If the victim is running Safari, the CSP is written to allow access to the entire page at this point. On other browsers, Further user interaction is required, in the form of following a link to open a new tab. The flaw was reported in June, and a fix went live in July. The solution was the simple one, to just turn off SVG support altogether.

Oof Barracuda

We missed this update last week, but the Barracuda saga continues. The latest is this FBI warning (pdf), that as of August 23, fully patched Barracuda ESG appliances were still being compromised. This vulnerability is triggered by these email gateways unpacking a compressed file to scan it for malware, and as such doesn’t require any special configuration or open ports.

This leads us to the unfortunate situation where Barracuda has announced that every ESG appliance in production should be assumed to be compromised. There’s a bit of disagreement from Mandiant, who maintain that there have been no confirmed compromises of patched devices after the May 20th update.
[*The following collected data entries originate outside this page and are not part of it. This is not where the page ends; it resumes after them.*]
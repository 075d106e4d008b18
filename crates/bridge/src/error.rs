//! Errors surfaced by blocking bridge calls.

use thiserror::Error;

pub type Result<T> = std::result::Result<T, Error>;

#[derive(Debug, Error)]
pub enum Error {
	/// The native side returned no instance.
	#[error("native browser instance could not be created")]
	CreateFailed,

	/// `start` may be called once per instance.
	#[error("browser was already started")]
	AlreadyStarted,

	#[error("browser is not running")]
	NotRunning,

	/// `evaluate` needs a page loaded by `open_url`.
	#[error("no page is open")]
	NoPage,

	/// Another blocking call on the same instance has not returned yet.
	#[error("another call is in progress on this browser")]
	CallInProgress,

	/// The native main loop exited before it became ready.
	#[error("browser failed to start (exit code {0})")]
	StartFailed(i32),

	/// The native main loop exited while a call was waiting.
	#[error("browser exited with code {0}")]
	Exited(i32),

	#[error("failed to open {url}")]
	OpenFailed { url: String },

	/// The script threw or its result could not be serialized.
	#[error("evaluation failed: {0}")]
	Evaluation(String),

	/// The instance was torn down while a call was waiting.
	#[error("browser instance closed")]
	InstanceClosed,

	#[error("I/O error: {0}")]
	Io(#[from] std::io::Error),
}
use tracing_subscriber::EnvFilter;
use tracing_subscriber::fmt::writer::MakeWriterExt;

/// Installs the stderr subscriber. `RUST_LOG` wins over `-v`.
pub fn init_logging(verbosity: u8) {
	let env_filter = EnvFilter::try_from_default_env()
		.unwrap_or_else(|_| EnvFilter::new(default_filter(verbosity)));

	let stderr = std::io::stderr.with_max_level(tracing::Level::TRACE);

	tracing_subscriber::fmt()
		.with_env_filter(env_filter)
		.with_writer(stderr)
		.with_target(verbosity >= 2)
		.with_level(true)
		.compact()
		.init();
}

/// Directive for a given `-v` count.
///
/// Dropped events and unknown response ids are logged at `warn` by the
/// runtime, so they stay visible from `-v` on; per-message traffic needs
/// `-vvv`.
fn default_filter(verbosity: u8) -> &'static str {
	match verbosity {
		0 => "error",
		1 => "info,hc_runtime=warn,hc_bridge=warn",
		2 => "debug,hc_runtime=debug",
		_ => "trace",
	}
}
//! Launching and discovering a remote browser.
//!
//! The browser exposes a small HTTP discovery surface next to its WebSocket
//! endpoints:
//!
//! - `GET /json/version` - product and protocol version
//! - `GET /json/list` - open targets
//!
//! and WebSocket endpoints at `/devtools/browser` and `/devtools/page/<id>`.

use std::path::PathBuf;
use std::process::Stdio;
use std::sync::Arc;
use std::time::Duration;

use serde::Deserialize;
use tokio::process::{Child, Command};
use tokio::time::Instant;
use tracing::{debug, info, warn};

use crate::connection::Connection;
use crate::error::{Error, Result};
use crate::options::ConnectionOptions;

/// Interval between discovery attempts while a launched browser starts up.
const STARTUP_POLL_INTERVAL: Duration = Duration::from_millis(100);

/// Answer of `GET /json/version`.
#[derive(Debug, Clone, Default, Deserialize)]
pub struct BrowserVersion {
	#[serde(rename = "Browser", default)]
	pub browser: String,
	#[serde(rename = "Protocol-Version", default)]
	pub protocol_version: String,
	#[serde(rename = "User-Agent", default)]
	pub user_agent: String,
	#[serde(rename = "WebKit-Version", default)]
	pub webkit_version: String,
	#[serde(rename = "webSocketDebuggerUrl", default)]
	pub web_socket_debugger_url: Option<String>,
}

/// One entry of `GET /json/list`.
#[derive(Debug, Clone, Deserialize)]
#[serde(rename_all = "camelCase")]
pub struct TargetInfo {
	pub id: String,
	#[serde(rename = "type", default)]
	pub kind: String,
	#[serde(default)]
	pub title: String,
	#[serde(default)]
	pub url: String,
	#[serde(default)]
	pub web_socket_debugger_url: Option<String>,
}

/// How to start a headless browser server.
#[derive(Debug, Clone)]
pub struct LaunchOptions {
	/// Browser server executable.
	pub binary: PathBuf,
	/// Address the server listens on.
	pub addr: String,
	pub port: u16,
	/// Proxy passed through as `--proxy`.
	pub proxy: Option<String>,
	/// How long to wait for the discovery endpoint to answer.
	pub startup_timeout: Duration,
}

impl LaunchOptions {
	pub fn new(binary: impl Into<PathBuf>) -> Self {
		Self {
			binary: binary.into(),
			addr: "127.0.0.1".to_string(),
			port: 9222,
			proxy: None,
			startup_timeout: Duration::from_secs(10),
		}
	}

	fn args(&self) -> Vec<String> {
		let mut args = vec![format!("--port={}", self.port), format!("--addr={}", self.addr)];
		if let Some(proxy) = &self.proxy {
			args.push(format!("--proxy={proxy}"));
		}
		args
	}
}

/// A browser reachable over HTTP discovery, optionally owned by this process.
pub struct RemoteBrowser {
	process: Option<Child>,
	addr: String,
	version: BrowserVersion,
	http: reqwest::Client,
}

impl RemoteBrowser {
	/// Starts the browser server and waits until discovery answers.
	pub async fn launch(options: LaunchOptions) -> Result<Self> {
		let args = options.args();
		debug!(binary = %options.binary.display(), ?args, "launching browser");

		let mut child = Command::new(&options.binary)
			.args(&args)
			.stdin(Stdio::null())
			.kill_on_drop(true)
			.spawn()
			.map_err(|e| {
				Error::LaunchFailed(format!("{}: {e}", options.binary.display()))
			})?;

		let addr = format!("{}:{}", options.addr, options.port);
		let http = reqwest::Client::new();
		let deadline = Instant::now() + options.startup_timeout;

		let version = loop {
			match fetch_version(&http, &addr).await {
				Ok(version) => break version,
				Err(e) => {
					if let Some(status) = child.try_wait()? {
						return Err(Error::LaunchFailed(format!(
							"browser exited during startup: {status}"
						)));
					}
					if Instant::now() >= deadline {
						let _ = child.kill().await;
						return Err(Error::LaunchFailed(format!(
							"{addr} did not answer within {:?}: {e}",
							options.startup_timeout
						)));
					}
					tokio::time::sleep(STARTUP_POLL_INTERVAL).await;
				}
			}
		};

		info!(addr, browser = %version.browser, protocol = %version.protocol_version, "browser ready");
		Ok(Self {
			process: Some(child),
			addr,
			version,
			http,
		})
	}

	/// Uses a browser that is already running at `addr` (`host:port`).
	pub async fn attach(addr: impl Into<String>) -> Result<Self> {
		let addr = addr.into();
		let http = reqwest::Client::new();
		let version = fetch_version(&http, &addr)
			.await
			.map_err(|e| Error::ConnectionFailed(format!("{addr}: {e}")))?;
		debug!(addr, protocol = %version.protocol_version, "attached to browser");
		Ok(Self {
			process: None,
			addr,
			version,
			http,
		})
	}

	pub fn addr(&self) -> &str {
		&self.addr
	}

	/// Version reported when the browser was first reached.
	pub fn version(&self) -> &BrowserVersion {
		&self.version
	}

	/// Lists the browser's open targets.
	pub async fn list_targets(&self) -> Result<Vec<TargetInfo>> {
		let url = format!("http://{}/json/list", self.addr);
		let targets = self
			.http
			.get(url)
			.send()
			.await?
			.error_for_status()?
			.json()
			.await?;
		Ok(targets)
	}

	/// Opens the browser-level connection.
	pub async fn connect_browser(&self, options: ConnectionOptions) -> Result<Arc<Connection>> {
		let url = self
			.version
			.web_socket_debugger_url
			.clone()
			.unwrap_or_else(|| format!("ws://{}/devtools/browser", self.addr));
		Connection::connect(&url, options).await
	}

	/// Opens a connection to one page target.
	pub async fn connect_page(
		&self,
		target_id: &str,
		options: ConnectionOptions,
	) -> Result<Arc<Connection>> {
		let url = page_url(&self.addr, target_id);
		Connection::connect(&url, options).await
	}

	/// Stops a launched browser and waits for it. No-op when attached.
	pub async fn shutdown(&mut self) -> Result<()> {
		let Some(mut child) = self.process.take() else {
			return Ok(());
		};
		if let Err(e) = child.start_kill() {
			warn!(error = %e, "browser already gone");
		}
		let status = child.wait().await?;
		debug!(%status, "browser exited");
		Ok(())
	}
}

async fn fetch_version(http: &reqwest::Client, addr: &str) -> Result<BrowserVersion> {
	let url = format!("http://{addr}/json/version");
	let version = http.get(url).send().await?.error_for_status()?.json().await?;
	Ok(version)
}

fn page_url(addr: &str, target_id: &str) -> String {
	format!("ws://{addr}/devtools/page/{target_id}")
}

#[cfg(test)]
mod tests {
	use super::*;

	#[test]
	fn version_uses_dashed_keys() {
		let version: BrowserVersion = serde_json::from_str(
			r#"{
				"Browser": "HeadlessChrome/120.0.0.0",
				"Protocol-Version": "1.3",
				"User-Agent": "Mozilla/5.0",
				"WebKit-Version": "537.36",
				"webSocketDebuggerUrl": "ws://127.0.0.1:9222/devtools/browser/abc"
			}"#,
		)
		.unwrap();
		assert_eq!(version.protocol_version, "1.3");
		assert_eq!(
			version.web_socket_debugger_url.as_deref(),
			Some("ws://127.0.0.1:9222/devtools/browser/abc")
		);
	}

	#[test]
	fn target_list_parses() {
		let targets: Vec<TargetInfo> = serde_json::from_str(
			r#"[{"id": "T1", "type": "page", "title": "Example", "url": "https://example.com/"}]"#,
		)
		.unwrap();
		assert_eq!(targets[0].id, "T1");
		assert_eq!(targets[0].kind, "page");
		assert!(targets[0].web_socket_debugger_url.is_none());
	}

	#[test]
	fn launch_args_include_proxy_only_when_set() {
		let mut options = LaunchOptions::new("/usr/bin/headless_shell");
		options.port = 9333;
		assert_eq!(options.args(), ["--port=9333", "--addr=127.0.0.1"]);

		options.proxy = Some("socks5://127.0.0.1:1080".into());
		assert_eq!(options.args().last().unwrap(), "--proxy=socks5://127.0.0.1:1080");
	}

	#[test]
	fn page_endpoint() {
		assert_eq!(page_url("127.0.0.1:9222", "T1"), "ws://127.0.0.1:9222/devtools/page/T1");
	}

	#[tokio::test]
	async fn launch_reports_missing_binary() {
		let options = LaunchOptions::new("/nonexistent/headless-browser");
		let err = RemoteBrowser::launch(options).await.err().unwrap();
		assert!(matches!(err, Error::LaunchFailed(_)));
	}
}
Train whistle Cap’n Crunch Style

You may have seen headlines about a cyber-attack against Poland’s rail network, with statements like “Hackers broke into railway frequencies to disrupt traffic”. Except, this has more in common with phone phreaking than anything cyber. Rather than breaking into radio frequencies with some elaborate attack, this is just transmitting three audio tones over a 150.100 MHz radio signal. No encryption, no authentication. No word on whether the audio was produced using a toy whistle found in cereal boxes.

Bits and Bytes

If you’re one of the many fans of Notepad++, you’ll want to be a bit extra careful about opening untrusted files with this beloved text editor. A set of four vulnerabilities have been found in the program, with the worst having the potential to lead to remote code execution (RCE). Unfortunately, fixes have not landed in the project, and these issues are being released by Github’s Security Lab due to 90+ days having passed since disclosure.

The Openfire chat server has an authentication bypass issue in its admin console, and while patches are available, this vulnerability is actively being exploited in the wild, but this vulnerability apparently isn’t sufficiently enterprise to have garnered much attention.
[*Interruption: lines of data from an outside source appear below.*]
//! Typed event subscriptions.

use std::marker::PhantomData;
use std::sync::Weak;
use std::time::Duration;

use hc_protocol::ProtocolEvent;

use crate::dispatcher::{EventDispatcher, EventStream, SinkId};
use crate::error::{Error, Result};

/// RAII handle receiving one event type.
///
/// Unregisters its sink on drop. Holds only a weak reference to the
/// dispatcher, so dropping it after the connection is gone is a no-op.
pub struct Subscription<E> {
	name: &'static str,
	sink: SinkId,
	stream: EventStream,
	dispatcher: Weak<EventDispatcher>,
	_event: PhantomData<fn() -> E>,
}

impl<E: ProtocolEvent> Subscription<E> {
	pub(crate) fn new(
		name: &'static str,
		sink: SinkId,
		stream: EventStream,
		dispatcher: Weak<EventDispatcher>,
	) -> Self {
		Self {
			name,
			sink,
			stream,
			dispatcher,
			_event: PhantomData,
		}
	}

	/// Next event, decoded. `None` once the connection has closed and the
	/// queue is drained.
	pub async fn next(&mut self) -> Option<Result<E>> {
		let event = self.stream.recv().await?;
		Some(event.params.decode().map_err(Error::from))
	}

	/// Like [`next`](Self::next) but bounded by `timeout`.
	pub async fn next_timeout(&mut self, timeout: Duration) -> Result<E> {
		match tokio::time::timeout(timeout, self.next()).await {
			Ok(Some(event)) => event,
			Ok(None) => Err(Error::ConnectionClosed(format!(
				"subscription to {} ended",
				self.name
			))),
			Err(_) => Err(Error::Timeout(format!(
				"no {} within {timeout:?}",
				self.name
			))),
		}
	}

	pub fn name(&self) -> &'static str {
		self.name
	}
}

impl<E> Drop for Subscription<E> {
	fn drop(&mut self) {
		if let Some(dispatcher) = self.dispatcher.upgrade() {
			dispatcher.remove_id(self.name, self.sink);
		}
	}
}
Someone has apparently had enough of spyware, as two separate mobile-centric spyware operations were breached, wiped, and shut down last month.

If you make kids’ snacks, and put a URL on the box, please make sure you don’t let the domain expire. Because otherwise, someone will come along and claim the domain, and maybe put something really nasty there. That’s the basic story behind a recall of Paw Patrol snacks in the UK. The original manufacturer ceased business in 2022, and when their old domain expired and got bought by a porn site, the inevitable happened.

And finally, the DEA has fallen for a classic cryptocurrency scam. In moving seized cryptocurrency around, DEA agents sent a small value from one account to another. A scammer quickly created an address where the first five and last four values matched the legitimate address — two addresses that would look identical at a quick assessment. And the bait was taken, losing the DEA around $50,000. Oops!

8 thoughts on “This Week In Security: LastPass Shoe Drops, Keys Lost, And Train Whistles Attack

  1. FYI the code+/code tags – both pairs – in the Proton mail are not being escaped properly and thus are rendering as empty code blocks on both the Hackaday website and the rss(atom?) feed – I noticed it on Inoreader and came here to see what was missing.

  2. “The solution was the simple one, to just turn off SVG support altogether.”

    That’s like just not using your car’s radio when the speakers are blown. It’s *not a fix*. Removing support for some type of file when your mail client has a bug exploitable via use of that type of file is not fixing the bug.